Patrick J. McHale -- President and Chief Executive Officer

Yes. I think I'll let Mark weigh-in here. Go ahead Mark.

Mark W. Sheahan -- Chief Financial Officer and Treasurer

Yes. So I think that for sure we built some cash on the balance sheet. We don't really feel like it's at a point yet where we have to take action, we're a $12 billion market cap company. We got $400 million of cash on the balance sheet. So it's not at a critical stage. We'd like to deploy it. I think we can hopefully deploy some of it through M&A. Obviously we'll do some through share repurchases as well but our overall objective is to try to get double-digit rates of return on our investment dollars. That's what we do every time. We put a new machine tool into the factory and that's what we do and we take a look at the product development investments that we're making. So, given the current valuation levels that we see both in terms of the equity markets as well as the M&A markets that makes it a little more challenging for us, but you can probably, rest assured that over time we are just going to pile up a big mountain of cash. Our job is to deploy it, do it smartly and that's what we've done historically. That's what I think we'll continue to do in the future.
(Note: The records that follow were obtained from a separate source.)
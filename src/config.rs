//! Notify configuration
//!
//! Schema for the watch declaration: one glob pattern, an optional
//! templated base path, and an ordered action list per event class. Keys
//! are camelCase on the wire (`globPattern`, `showStatusBarItem`, ...);
//! files load as TOML, or JSON when the extension says so. An absent
//! `on*` key means that event class is not subscribed at all.

use std::path::Path;

use anyhow::{Context, Result};
use globset::Glob;
use serde::{Deserialize, Serialize};

use crate::events::FileEventKind;
use crate::watcher::EventMask;

pub const DEFAULT_GLOB_PATTERN: &str = "*.js";

#[derive(Debug, Clone, Serialize, Deserialize)]
#[serde(rename_all = "camelCase", default)]
pub struct NotifyConfig {
    /// Glob matched against changed file names and base-relative paths.
    pub glob_pattern: String,
    /// Templated base directory for the watch; expanded without a file
    /// context before the watcher starts.
    pub path: Option<String>,
    pub on_create: Option<Vec<Action>>,
    pub on_change: Option<Vec<Action>>,
    pub on_delete: Option<Vec<Action>>,
}

impl Default for NotifyConfig {
    fn default() -> Self {
        Self {
            glob_pattern: DEFAULT_GLOB_PATTERN.to_string(),
            path: None,
            on_create: None,
            on_change: None,
            on_delete: None,
        }
    }
}

/// One declared action. Exactly which of the three verbs apply is decided
/// by which keys are present; the style fields ride along with
/// `showStatusBarItem`.
#[derive(Debug, Clone, Default, Serialize, Deserialize)]
#[serde(rename_all = "camelCase", default)]
pub struct Action {
    #[serde(skip_serializing_if = "Option::is_none")]
    pub show_status_bar_item: Option<String>,
    #[serde(skip_serializing_if = "Option::is_none")]
    pub background_color: Option<String>,
    #[serde(skip_serializing_if = "Option::is_none")]
    pub color: Option<String>,
    #[serde(skip_serializing_if = "Option::is_none")]
    pub name: Option<String>,
    #[serde(skip_serializing_if = "Option::is_none")]
    pub text: Option<String>,
    #[serde(skip_serializing_if = "Option::is_none")]
    pub tooltip: Option<String>,
    #[serde(skip_serializing_if = "Option::is_none")]
    pub remove_status_bar_item: Option<String>,
    #[serde(skip_serializing_if = "Option::is_none")]
    pub notify: Option<String>,
}

impl NotifyConfig {
    /// Load from a TOML file, or JSON when the extension is `.json`.
    pub fn load(path: &Path) -> Result<Self> {
        let raw = std::fs::read_to_string(path)
            .with_context(|| format!("Failed to read config file: {}", path.display()))?;
        let config = match path.extension().and_then(|s| s.to_str()) {
            Some("json") => serde_json::from_str(&raw)
                .with_context(|| format!("Invalid JSON config: {}", path.display()))?,
            _ => toml::from_str(&raw)
                .with_context(|| format!("Invalid TOML config: {}", path.display()))?,
        };
        Ok(config)
    }

    pub fn actions_for(&self, kind: FileEventKind) -> Option<&[Action]> {
        match kind {
            FileEventKind::Created => self.on_create.as_deref(),
            FileEventKind::Changed => self.on_change.as_deref(),
            FileEventKind::Deleted => self.on_delete.as_deref(),
        }
    }

    /// Which event classes carry an action list and therefore get
    /// subscribed.
    pub fn subscriptions(&self) -> EventMask {
        EventMask {
            created: self.on_create.is_some(),
            changed: self.on_change.is_some(),
            deleted: self.on_delete.is_some(),
        }
    }

    pub fn validate(&self) -> Result<(), String> {
        if self.glob_pattern.is_empty() {
            return Err("globPattern must not be empty".to_string());
        }
        Glob::new(&self.glob_pattern)
            .map_err(|err| format!("Invalid globPattern '{}': {}", self.glob_pattern, err))?;
        Ok(())
    }
}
Saree Boroditsky -- Jefferies -- Analyst

Great. And then just on Industrials. Growth picked up in Americas, underperformed EMEA and APAC. Is there a difference in end market exposures there that's driving this. And maybe just a little bit of commentary on the benefit you're seeing as customer factories open up?

Patrick J. McHale -- President and Chief Executive Officer

So I think that the timeframe that we're talking about and the nature of that business is that it's too soon to tell. Those businesses can move around based upon projects. I think our view is, is that the recovery on the Industrial side is broad-based, and that we should benefit from that in all the regions. But I think trying to decide region to region over a 13-week period that there is some trend that's worth noting is not a good move for us.

Saree Boroditsky -- Jefferies -- Analyst

Great, thanks for the color.

Operator

Thank you. Our next question comes from Deane Dray with RBC Capital Markets. You may proceed with your question.

Deane Dray -- RBC Capital Markets -- Analyst

Thank you. Good morning, everyone.

Patrick J. McHale -- President and Chief Executive Officer

Good morning Deane.

Deane Dray -- RBC Capital Markets -- Analyst

Hey, I know where you're getting away from giving that six-week update or the most recent six weeks just given the comp issue. But can you talk about what the cadence has been in April, any color by region. Also like the size of orders, things like that, just to kind of parse out what demand looks like?

Patrick J. McHale -- President and Chief Executive Officer

Yes, we're not getting -- get too granular, but we tried to give you a view of that, really let you know that bookings in the last few weeks have been running consistent with what we saw happen in March. So I think the overall tempo is good.

Mark W. Sheahan -- Chief Financial Officer and Treasurer

Yes. We haven't really seen any big deviations, Deane, in terms of businesses and in terms of regions. I think it's been fairly broad-based kind of like what you saw in Q1.

Deane Dray -- RBC Capital Markets -- Analyst

Good. And then just in terms of pricing power and one of the things the lessons I learned from Graco back when 2018 when our biggest worry was about tariffs, if you remember that? The -- that you all have your own cadence on price increases. It seemed like everyone in multi-industry was putting inventory with that particular quarter and you guys said no, that's not the way we do it at Graco and so I appreciate that. So when you talk about 1.5% to 2% price increases is -- how much of that has already been put through and what might be the cadence of price increases during the balance of the year be?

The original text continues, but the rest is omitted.